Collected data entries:
╔══

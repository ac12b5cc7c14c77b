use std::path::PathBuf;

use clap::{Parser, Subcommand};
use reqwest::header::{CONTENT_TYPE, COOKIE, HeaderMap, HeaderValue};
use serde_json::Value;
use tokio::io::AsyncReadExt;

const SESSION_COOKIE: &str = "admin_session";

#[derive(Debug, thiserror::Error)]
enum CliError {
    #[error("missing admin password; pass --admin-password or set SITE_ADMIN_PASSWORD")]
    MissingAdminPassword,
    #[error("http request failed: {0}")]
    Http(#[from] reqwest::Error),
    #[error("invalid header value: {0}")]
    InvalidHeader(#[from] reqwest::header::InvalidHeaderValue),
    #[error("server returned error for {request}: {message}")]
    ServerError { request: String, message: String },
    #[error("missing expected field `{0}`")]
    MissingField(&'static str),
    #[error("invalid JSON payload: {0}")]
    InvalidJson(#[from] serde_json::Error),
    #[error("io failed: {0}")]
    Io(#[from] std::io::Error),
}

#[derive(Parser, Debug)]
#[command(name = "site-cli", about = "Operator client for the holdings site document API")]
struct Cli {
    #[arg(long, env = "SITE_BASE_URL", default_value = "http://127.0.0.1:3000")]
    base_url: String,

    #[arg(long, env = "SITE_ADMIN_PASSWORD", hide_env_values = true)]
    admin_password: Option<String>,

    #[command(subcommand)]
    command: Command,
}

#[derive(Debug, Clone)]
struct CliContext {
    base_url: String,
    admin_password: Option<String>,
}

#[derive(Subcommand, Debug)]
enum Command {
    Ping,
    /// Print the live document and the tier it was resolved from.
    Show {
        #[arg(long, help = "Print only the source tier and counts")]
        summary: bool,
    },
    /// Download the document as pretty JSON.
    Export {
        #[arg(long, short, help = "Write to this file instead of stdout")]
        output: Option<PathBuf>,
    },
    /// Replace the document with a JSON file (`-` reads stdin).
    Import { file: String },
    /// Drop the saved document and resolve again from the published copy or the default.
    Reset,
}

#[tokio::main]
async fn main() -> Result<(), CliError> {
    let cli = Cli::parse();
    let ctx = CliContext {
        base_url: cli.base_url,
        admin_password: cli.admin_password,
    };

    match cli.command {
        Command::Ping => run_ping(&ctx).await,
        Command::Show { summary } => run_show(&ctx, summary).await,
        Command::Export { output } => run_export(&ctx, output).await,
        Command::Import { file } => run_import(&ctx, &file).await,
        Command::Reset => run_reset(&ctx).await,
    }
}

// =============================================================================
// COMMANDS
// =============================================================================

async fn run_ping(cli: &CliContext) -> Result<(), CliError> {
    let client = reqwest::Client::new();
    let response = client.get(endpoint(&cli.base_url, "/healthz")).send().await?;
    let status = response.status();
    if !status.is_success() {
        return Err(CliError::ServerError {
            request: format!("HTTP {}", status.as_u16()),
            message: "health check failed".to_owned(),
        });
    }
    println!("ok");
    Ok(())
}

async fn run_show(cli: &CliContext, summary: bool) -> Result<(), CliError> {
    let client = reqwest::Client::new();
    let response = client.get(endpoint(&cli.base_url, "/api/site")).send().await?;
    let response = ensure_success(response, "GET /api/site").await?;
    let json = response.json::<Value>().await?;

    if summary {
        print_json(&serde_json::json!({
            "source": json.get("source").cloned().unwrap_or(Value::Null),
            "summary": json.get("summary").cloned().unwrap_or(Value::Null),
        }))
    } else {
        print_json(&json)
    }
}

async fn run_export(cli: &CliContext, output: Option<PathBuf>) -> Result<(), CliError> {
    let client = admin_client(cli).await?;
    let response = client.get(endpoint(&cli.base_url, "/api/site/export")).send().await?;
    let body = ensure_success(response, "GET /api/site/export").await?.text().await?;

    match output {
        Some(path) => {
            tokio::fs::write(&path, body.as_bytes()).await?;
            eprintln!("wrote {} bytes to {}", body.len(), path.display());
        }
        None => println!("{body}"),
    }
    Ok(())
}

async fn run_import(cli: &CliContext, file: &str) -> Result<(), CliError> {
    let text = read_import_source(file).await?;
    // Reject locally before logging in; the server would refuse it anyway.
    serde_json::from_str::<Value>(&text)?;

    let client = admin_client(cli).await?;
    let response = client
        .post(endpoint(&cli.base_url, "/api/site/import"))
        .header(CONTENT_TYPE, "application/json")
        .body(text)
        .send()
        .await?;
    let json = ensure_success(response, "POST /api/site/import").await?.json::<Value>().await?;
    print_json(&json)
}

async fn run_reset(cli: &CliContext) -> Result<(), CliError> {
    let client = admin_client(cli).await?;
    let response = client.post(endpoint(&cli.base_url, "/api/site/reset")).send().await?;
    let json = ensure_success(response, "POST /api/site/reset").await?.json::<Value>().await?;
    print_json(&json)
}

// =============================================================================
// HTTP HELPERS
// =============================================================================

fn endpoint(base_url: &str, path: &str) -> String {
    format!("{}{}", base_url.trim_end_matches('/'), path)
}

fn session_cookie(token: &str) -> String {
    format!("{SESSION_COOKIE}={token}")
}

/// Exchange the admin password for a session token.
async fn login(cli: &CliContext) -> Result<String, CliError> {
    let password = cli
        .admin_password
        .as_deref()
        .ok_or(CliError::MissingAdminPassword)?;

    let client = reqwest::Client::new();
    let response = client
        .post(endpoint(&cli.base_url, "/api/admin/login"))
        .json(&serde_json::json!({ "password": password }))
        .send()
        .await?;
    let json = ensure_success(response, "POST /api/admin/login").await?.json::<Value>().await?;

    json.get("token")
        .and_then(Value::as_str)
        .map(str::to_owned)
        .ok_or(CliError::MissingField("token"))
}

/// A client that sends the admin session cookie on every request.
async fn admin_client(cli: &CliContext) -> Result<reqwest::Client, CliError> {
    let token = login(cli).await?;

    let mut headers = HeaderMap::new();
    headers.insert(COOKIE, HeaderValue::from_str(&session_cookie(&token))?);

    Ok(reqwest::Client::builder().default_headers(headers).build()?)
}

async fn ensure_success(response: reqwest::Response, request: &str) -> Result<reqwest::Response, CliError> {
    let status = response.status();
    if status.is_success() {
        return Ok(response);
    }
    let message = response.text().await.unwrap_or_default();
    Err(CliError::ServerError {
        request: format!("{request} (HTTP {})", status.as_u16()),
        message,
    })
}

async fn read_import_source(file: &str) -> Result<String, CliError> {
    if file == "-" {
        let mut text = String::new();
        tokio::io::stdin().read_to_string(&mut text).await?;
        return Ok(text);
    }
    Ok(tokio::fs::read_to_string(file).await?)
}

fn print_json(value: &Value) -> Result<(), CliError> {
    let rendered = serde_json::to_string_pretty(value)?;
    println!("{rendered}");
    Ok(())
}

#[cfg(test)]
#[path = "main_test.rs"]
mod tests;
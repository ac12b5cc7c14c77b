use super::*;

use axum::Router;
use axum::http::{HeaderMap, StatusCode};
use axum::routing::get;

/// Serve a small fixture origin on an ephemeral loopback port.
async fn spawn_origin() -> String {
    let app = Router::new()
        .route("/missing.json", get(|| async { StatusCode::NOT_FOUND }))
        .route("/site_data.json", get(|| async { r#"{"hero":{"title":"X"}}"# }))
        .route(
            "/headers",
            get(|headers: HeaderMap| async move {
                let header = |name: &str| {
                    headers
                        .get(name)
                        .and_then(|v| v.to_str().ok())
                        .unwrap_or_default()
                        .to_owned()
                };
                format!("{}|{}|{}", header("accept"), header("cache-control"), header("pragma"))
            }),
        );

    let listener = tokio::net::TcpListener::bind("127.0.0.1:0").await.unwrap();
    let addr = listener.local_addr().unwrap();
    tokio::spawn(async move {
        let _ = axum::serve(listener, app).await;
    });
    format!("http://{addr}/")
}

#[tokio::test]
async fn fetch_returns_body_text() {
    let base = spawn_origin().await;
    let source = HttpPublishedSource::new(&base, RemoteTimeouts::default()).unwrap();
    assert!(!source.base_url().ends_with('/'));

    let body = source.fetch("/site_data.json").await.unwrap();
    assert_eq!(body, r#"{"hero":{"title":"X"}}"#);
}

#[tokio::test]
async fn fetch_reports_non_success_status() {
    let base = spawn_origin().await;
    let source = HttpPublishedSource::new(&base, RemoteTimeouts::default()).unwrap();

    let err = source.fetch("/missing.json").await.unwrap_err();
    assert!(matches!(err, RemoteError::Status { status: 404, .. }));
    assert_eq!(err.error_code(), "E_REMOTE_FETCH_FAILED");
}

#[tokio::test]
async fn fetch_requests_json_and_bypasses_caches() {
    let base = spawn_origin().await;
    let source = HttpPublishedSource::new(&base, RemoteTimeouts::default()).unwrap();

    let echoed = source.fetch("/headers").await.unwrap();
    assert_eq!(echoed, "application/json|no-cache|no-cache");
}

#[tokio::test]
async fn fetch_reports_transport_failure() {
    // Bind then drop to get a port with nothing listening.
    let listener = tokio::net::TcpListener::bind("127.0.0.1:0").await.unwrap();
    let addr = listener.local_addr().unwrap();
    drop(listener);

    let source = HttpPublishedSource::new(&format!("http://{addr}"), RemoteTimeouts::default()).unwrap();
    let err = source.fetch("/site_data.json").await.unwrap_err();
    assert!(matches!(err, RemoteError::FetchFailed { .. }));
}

╚══

Each line above that contains the string "ServerError" should be copied.

= Exercise answer =
    ServerError { request: String, message: String },
        return Err(CliError::ServerError {
    Err(CliError::ServerError {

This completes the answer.